Teachers will see the highest increase – 3.1% – while doctors, police, prison officers, National Crime Agency staff, members of the judiciary, senior civil servants and members of the armed forces will see an increase of between 2% and 2.8%. Each pay award is recommended by independent pay review bodies and the government has accepted each suggested rise this year.
Sunak said recent months “have underlined what we always knew, that our public sector workers make a vital contribution to our country and that we can rely on them when we need them”. He added: “It’s right therefore that we follow the recommendations of the independent pay bodies with this set of real-terms pay rises.” However, he indicated that pay rises may not last, telling government departments that there would be restraint with regard to public sector pay over the next three years.
TUC General Secretary Frances O’Grady said: “These rises are welcome, but there’s still a long way to go to restore pay after a decade of real terms cuts.
“Many public sector workers – like job centre staff and local government workers – aren’t getting these rises. They deserve a decent pay settlement too.
“And the government should urgently announce a pay rise for social care workers, who put their lives on the line to care for others during this pandemic.”

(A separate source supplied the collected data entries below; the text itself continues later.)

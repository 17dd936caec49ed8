use clap::Parser;
use mem_cli::{run, Cli};
use mem_client::ClientConfig;
use serde_json::json;
use wiremock::matchers::{body_json, method, path, query_param};
use wiremock::{Mock, MockServer, ResponseTemplate};

async fn server() -> MockServer {
    let server = MockServer::start().await;
    Mock::given(method("GET"))
        .and(path("/v1/ping/"))
        .respond_with(ResponseTemplate::new(200).set_body_json(json!({ "status": "ok" })))
        .mount(&server)
        .await;
    server
}

fn cli(server: &MockServer, args: &[&str]) -> Cli {
    let uri = server.uri();
    let mut argv = vec!["memctl", "--api-key", "m0-cli", "--host", uri.as_str()];
    argv.extend_from_slice(args);
    Cli::try_parse_from(argv).unwrap()
}

fn base() -> ClientConfig {
    ClientConfig::new().user_id("cli-test")
}

#[tokio::test]
async fn add_sends_text_as_user_message() {
    let server = server().await;
    Mock::given(method("POST"))
        .and(path("/v1/memories/"))
        .and(body_json(json!({
            "messages": [{ "role": "user", "content": "I like tea" }],
            "user_id": "alex",
            "metadata": { "source": "cli" }
        })))
        .respond_with(ResponseTemplate::new(200).set_body_json(json!([{ "id": "mem-1" }])))
        .mount(&server)
        .await;

    let args = cli(
        &server,
        &["add", "I like tea", "--user-id", "alex", "--metadata", r#"{"source":"cli"}"#],
    );
    let out = run(args, base()).await.unwrap();
    assert_eq!(out[0]["id"], "mem-1");
}

#[tokio::test]
async fn search_passes_limit() {
    let server = server().await;
    Mock::given(method("POST"))
        .and(path("/v2/memories/search/"))
        .and(body_json(json!({
            "query": "tea",
            "filters": { "user_id": "alex" },
            "limit": 5
        })))
        .respond_with(ResponseTemplate::new(200).set_body_json(json!([])))
        .mount(&server)
        .await;

    let args = cli(
        &server,
        &[
            "search",
            "tea",
            "--api-version",
            "v2",
            "--limit",
            "5",
            "--filters",
            r#"{"user_id":"alex"}"#,
        ],
    );
    assert_eq!(run(args, base()).await.unwrap(), json!([]));
}

#[tokio::test]
async fn project_get_uses_flag_ids() {
    let server = server().await;
    Mock::given(method("GET"))
        .and(path("/api/v1/orgs/organizations/org-1/projects/proj-1/"))
        .and(query_param("fields", "custom_instructions"))
        .respond_with(
            ResponseTemplate::new(200).set_body_json(json!({ "custom_instructions": "short" })),
        )
        .mount(&server)
        .await;

    let args = cli(
        &server,
        &[
            "--org-id",
            "org-1",
            "--project-id",
            "proj-1",
            "project",
            "get",
            "--fields",
            "custom_instructions",
        ],
    );
    let out = run(args, base()).await.unwrap();
    assert_eq!(out["custom_instructions"], "short");
}

#[tokio::test]
async fn reset_requires_confirmation() {
    let server = server().await;
    let err = run(cli(&server, &["reset"]), base()).await.unwrap_err();
    assert!(err.to_string().contains("--yes"));
    assert!(server.received_requests().await.unwrap().is_empty());
}

#[tokio::test]
async fn service_errors_are_returned() {
    let server = server().await;
    Mock::given(method("GET"))
        .and(path("/v1/memories/nope/"))
        .respond_with(ResponseTemplate::new(404).set_body_string("not found"))
        .mount(&server)
        .await;

    let err = run(cli(&server, &["get", "nope"]), base()).await.unwrap_err();
    assert!(err.to_string().contains("404"));
}
//! Identifier reconciliation: merge session-level org/project identifiers into
//! per-call options.

use mem_types::{ClientError, Params, Result};
use serde_json::Value;

/// Organization/project identifiers stored on a client session.
///
/// Empty strings count as absent.
#[derive(Debug, Clone, Default, PartialEq, Eq)]
pub struct Identifiers {
    pub org_id: Option<String>,
    pub project_id: Option<String>,
    /// Deprecated: organization name.
    pub org_name: Option<String>,
    /// Deprecated: project name.
    pub project_name: Option<String>,
}

fn present(value: &Option<String>) -> Option<&str> {
    value.as_deref().filter(|s| !s.is_empty())
}

impl Identifiers {
    pub fn with_ids(org_id: impl Into<String>, project_id: impl Into<String>) -> Self {
        Self {
            org_id: Some(org_id.into()),
            project_id: Some(project_id.into()),
            ..Self::default()
        }
    }

    pub fn with_names(org_name: impl Into<String>, project_name: impl Into<String>) -> Self {
        Self {
            org_name: Some(org_name.into()),
            project_name: Some(project_name.into()),
            ..Self::default()
        }
    }

    /// Both IDs, when both are set.
    pub fn id_pair(&self) -> Option<(&str, &str)> {
        Some((present(&self.org_id)?, present(&self.project_id)?))
    }

    /// Both legacy names, when both are set.
    pub fn name_pair(&self) -> Option<(&str, &str)> {
        Some((present(&self.org_name)?, present(&self.project_name)?))
    }

    pub fn has_ids(&self) -> bool {
        present(&self.org_id).is_some() || present(&self.project_id).is_some()
    }

    pub fn uses_legacy_names(&self) -> bool {
        present(&self.org_name).is_some() || present(&self.project_name).is_some()
    }

    pub fn is_empty(&self) -> bool {
        !self.has_ids() && !self.uses_legacy_names()
    }

    /// Check the pairing rules without building anything.
    pub fn validate(&self) -> Result<()> {
        if self.has_ids() && self.uses_legacy_names() {
            return Err(ClientError::Configuration(
                "use either org_id/project_id or org_name/project_name, not both \
                 (org_name/project_name are deprecated)"
                    .to_string(),
            ));
        }
        if self.has_ids() && self.id_pair().is_none() {
            return Err(ClientError::Configuration(
                "org_id and project_id must be provided together".to_string(),
            ));
        }
        if self.uses_legacy_names() && self.name_pair().is_none() {
            return Err(ClientError::Configuration(
                "org_name and project_name must be provided together".to_string(),
            ));
        }
        Ok(())
    }

    /// Produce the parameters to send for one call.
    ///
    /// Session identifiers are inserted after the caller's options and so
    /// replace any caller-supplied `org_id`/`project_id`/`org_name`/`project_name`.
    /// Null values are dropped from the result.
    pub fn reconcile(&self, options: Option<Params>) -> Result<Params> {
        self.validate()?;
        let mut merged = options.unwrap_or_default();
        if let Some((org_id, project_id)) = self.id_pair() {
            merged.insert("org_id".to_string(), Value::from(org_id));
            merged.insert("project_id".to_string(), Value::from(project_id));
        }
        if let Some((org_name, project_name)) = self.name_pair() {
            merged.insert("org_name".to_string(), Value::from(org_name));
            merged.insert("project_name".to_string(), Value::from(project_name));
        }
        Ok(strip_nulls(merged))
    }
}

/// Drop top-level entries whose value is JSON null.
pub fn strip_nulls(params: Params) -> Params {
    params.into_iter().filter(|(_, v)| !v.is_null()).collect()
}

#[cfg(test)]
mod tests {
    use super::*;
    use serde_json::json;

    fn params(v: Value) -> Params {
        match v {
            Value::Object(m) => m,
            _ => panic!("expected object"),
        }
    }

    #[test]
    fn no_identifiers_returns_non_null_input() {
        let ids = Identifiers::default();
        let out = ids
            .reconcile(Some(params(json!({
                "user_id": "alex",
                "agent_id": null,
                "limit": 5,
                "filters": { "a": null }
            }))))
            .unwrap();
        assert_eq!(
            Value::Object(out),
            json!({ "user_id": "alex", "limit": 5, "filters": { "a": null } })
        );
    }

    #[test]
    fn no_identifiers_and_no_input_is_empty() {
        assert!(Identifiers::default().reconcile(None).unwrap().is_empty());
    }

    #[test]
    fn id_pair_overrides_caller_values() {
        let ids = Identifiers::with_ids("org-1", "proj-1");
        let out = ids
            .reconcile(Some(params(json!({
                "org_id": "spoofed",
                "project_id": null,
                "user_id": "alex"
            }))))
            .unwrap();
        assert_eq!(out["org_id"], "org-1");
        assert_eq!(out["project_id"], "proj-1");
        assert_eq!(out["user_id"], "alex");
        assert!(!out.contains_key("org_name"));
    }

    #[test]
    fn name_pair_is_injected_as_legacy_keys() {
        let ids = Identifiers::with_names("Acme", "Support");
        let out = ids.reconcile(None).unwrap();
        assert_eq!(out["org_name"], "Acme");
        assert_eq!(out["project_name"], "Support");
        assert!(ids.uses_legacy_names());
    }

    #[test]
    fn both_sets_are_rejected_for_any_input() {
        let ids = Identifiers {
            org_id: Some("org-1".into()),
            project_id: Some("proj-1".into()),
            org_name: Some("Acme".into()),
            project_name: Some("Support".into()),
        };
        for input in [None, Some(Params::new()), Some(params(json!({"user_id": "x"})))] {
            assert!(matches!(
                ids.reconcile(input),
                Err(ClientError::Configuration(_))
            ));
        }

        let partial = Identifiers {
            org_id: Some("org-1".into()),
            org_name: Some("Acme".into()),
            ..Identifiers::default()
        };
        assert!(matches!(
            partial.reconcile(None),
            Err(ClientError::Configuration(_))
        ));
    }

    #[test]
    fn unpaired_id_is_rejected() {
        let only_org = Identifiers {
            org_id: Some("org-1".into()),
            ..Identifiers::default()
        };
        let only_project = Identifiers {
            project_id: Some("proj-1".into()),
            ..Identifiers::default()
        };
        for ids in [only_org, only_project] {
            let err = ids.reconcile(Some(params(json!({"user_id": "alex"})))).unwrap_err();
            assert!(matches!(err, ClientError::Configuration(_)));
        }
    }

    #[test]
    fn unpaired_name_is_rejected() {
        let ids = Identifiers {
            project_name: Some("Support".into()),
            ..Identifiers::default()
        };
        assert!(matches!(
            ids.reconcile(None),
            Err(ClientError::Configuration(_))
        ));
    }

    #[test]
    fn empty_strings_count_as_absent() {
        let ids = Identifiers {
            org_id: Some(String::new()),
            project_id: Some(String::new()),
            ..Identifiers::default()
        };
        assert!(ids.is_empty());
        assert!(ids.reconcile(None).unwrap().is_empty());
    }
}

Meanwhile, more than 90 UK based retailers, including Asos, Missguided, New Look, Next and River Island, along with MPs, have written to Home Secretary Priti Patel urging the government to create a licensing scheme to prevent garment workers from being exploited and to ensure they are paid the national minimum wage. The letter comes in response to allegations that a factory in Leicester, which produced clothes for online fashion brands Boohoo and Nasty Gal, had paid workers as little as £3.50 an hour. Coordinated by the British Retail Consortium, the letter read: “These reports on the terrible working conditions people face in UK garment factories add weight to concerns which have been raised over the last five years – about the gross underpayment of the national living wage and serious breaches of health and safety law in these workplaces. Unless action is taken now, thousands more people will likely face exploitation.”
Another big employment rights issue concerns Uber which is going to the Supreme Court to appeal an employment tribunal decision in 2016, which ruled 35 claimant drivers were entitled to minimum wage, sick pay and holiday while they were using its app. Uber maintains its drivers are self-employed and use the app, which they can turn off whenever they want, to accept work when they choose.